Growth has stalled. To compensate and stimulate revenue, the companies increased SG&A margin by 1%. However, the conditions were more complex; the average company, over the last ten years, experienced a decline of 1% in operating margin, and an increase in the days of inventory of 5%. While cycle times have improved, the majority of the progress has come from lengthening of days of payables and squeezing suppliers.

And while SI still believes, as it did last year, that we have not reached the plateau, SI believes that growth is still stalled. As the Shaman conjectured, complexity has increased, but many well-intentioned executives still lack the understanding of the supply chain’s potential or how to manage the supply chain as a system. So while select projects in the hand of gifted buyers, departments as a whole are not performing as well, and often being managed even worse.
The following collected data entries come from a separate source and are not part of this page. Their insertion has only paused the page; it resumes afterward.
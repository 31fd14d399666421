//! Fixed-capacity resource pool (spec §4.10): concurrent initialization,
//! bounded-wait `get`/`put`, and beyond-capacity fallback.

pub mod instance;
pub mod pool;

pub use instance::PoolInstance;
pub use pool::{Pool, GET_TIMEOUT};

#[cfg(test)]
mod tests {
    use std::sync::atomic::{AtomicU32, Ordering};
    use std::sync::Arc;

    use vox_foundation::error::VoxError;

    use super::*;

    struct Counter {
        id: u32,
        resets: u32,
        released: bool,
    }

    impl PoolInstance for Counter {
        fn reset(&mut self) -> Result<(), VoxError> {
            self.resets += 1;
            Ok(())
        }

        fn release(mut self) -> Result<(), VoxError> {
            self.released = true;
            Ok(())
        }
    }

    fn counting_factory() -> (Factory, Arc<AtomicU32>) {
        let next_id = Arc::new(AtomicU32::new(0));
        let captured = next_id.clone();
        let factory: Factory = Arc::new(move || {
            let id = captured.fetch_add(1, Ordering::Relaxed);
            Ok(Counter {
                id,
                resets: 0,
                released: false,
            })
        });
        (factory, next_id)
    }

    type Factory = Arc<dyn Fn() -> Result<Counter, VoxError> + Send + Sync>;

    #[tokio::test]
    async fn initialize_populates_capacity_instances() {
        let (factory, _) = counting_factory();
        let pool = Pool::new(2, factory);
        pool.initialize().await.unwrap();
        assert_eq!(pool.total_created(), 2);
    }

    #[tokio::test(start_paused = true)]
    async fn get_beyond_capacity_falls_back_after_timeout_and_put_settles_counts() {
        let (factory, _) = counting_factory();
        let pool = Pool::new(2, factory);
        pool.initialize().await.unwrap();

        let a = pool.get().await.unwrap();
        let b = pool.get().await.unwrap();
        let c = pool.get().await.unwrap(); // beyond-capacity: channel is empty

        assert_eq!(pool.total_created(), 3);
        assert_eq!(pool.total_reused(), 2);
        assert_eq!(pool.active_count(), 3);

        pool.put(a).await;
        pool.put(b).await;
        pool.put(c).await; // channel already holds 2 (capacity), gets released

        assert_eq!(pool.active_count(), 0);
    }

    #[tokio::test]
    async fn initialize_fails_only_when_every_factory_call_fails() {
        let factory: Factory = Arc::new(|| Err(VoxError::Fatal("boom".into())));
        let pool = Pool::new(2, factory);
        let err = pool.initialize().await.unwrap_err();
        assert!(matches!(err, VoxError::Pool(_)));
    }
}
The core problem has not changed — manpower capability has not kept up. While leading vendors are building assisted intelligence technologies (and a few are experimenting with augmented intelligence technologies on the way to delivering cognitive, almost AI, experiences), the average organization, if they are lucky, are running on first generation Sourcing and Procurement systems from the early 2000s. And if they aren’t, they are running on spreadsheets and thoroughly outdated ERPs (as noted by the Supply Chain Shaman in the aforementioned article).

A year ago tomorrow we conjectured, in our post where we asked will this be the year we traverse the supply chain plateau, we conjectured the manpower capability issue was a lack of education. While the average practitioner is not educated enough, it’s certainly not a lack of education opportunities, so we’re obviously still missing part of the puzzle.

So what are the missing pieces?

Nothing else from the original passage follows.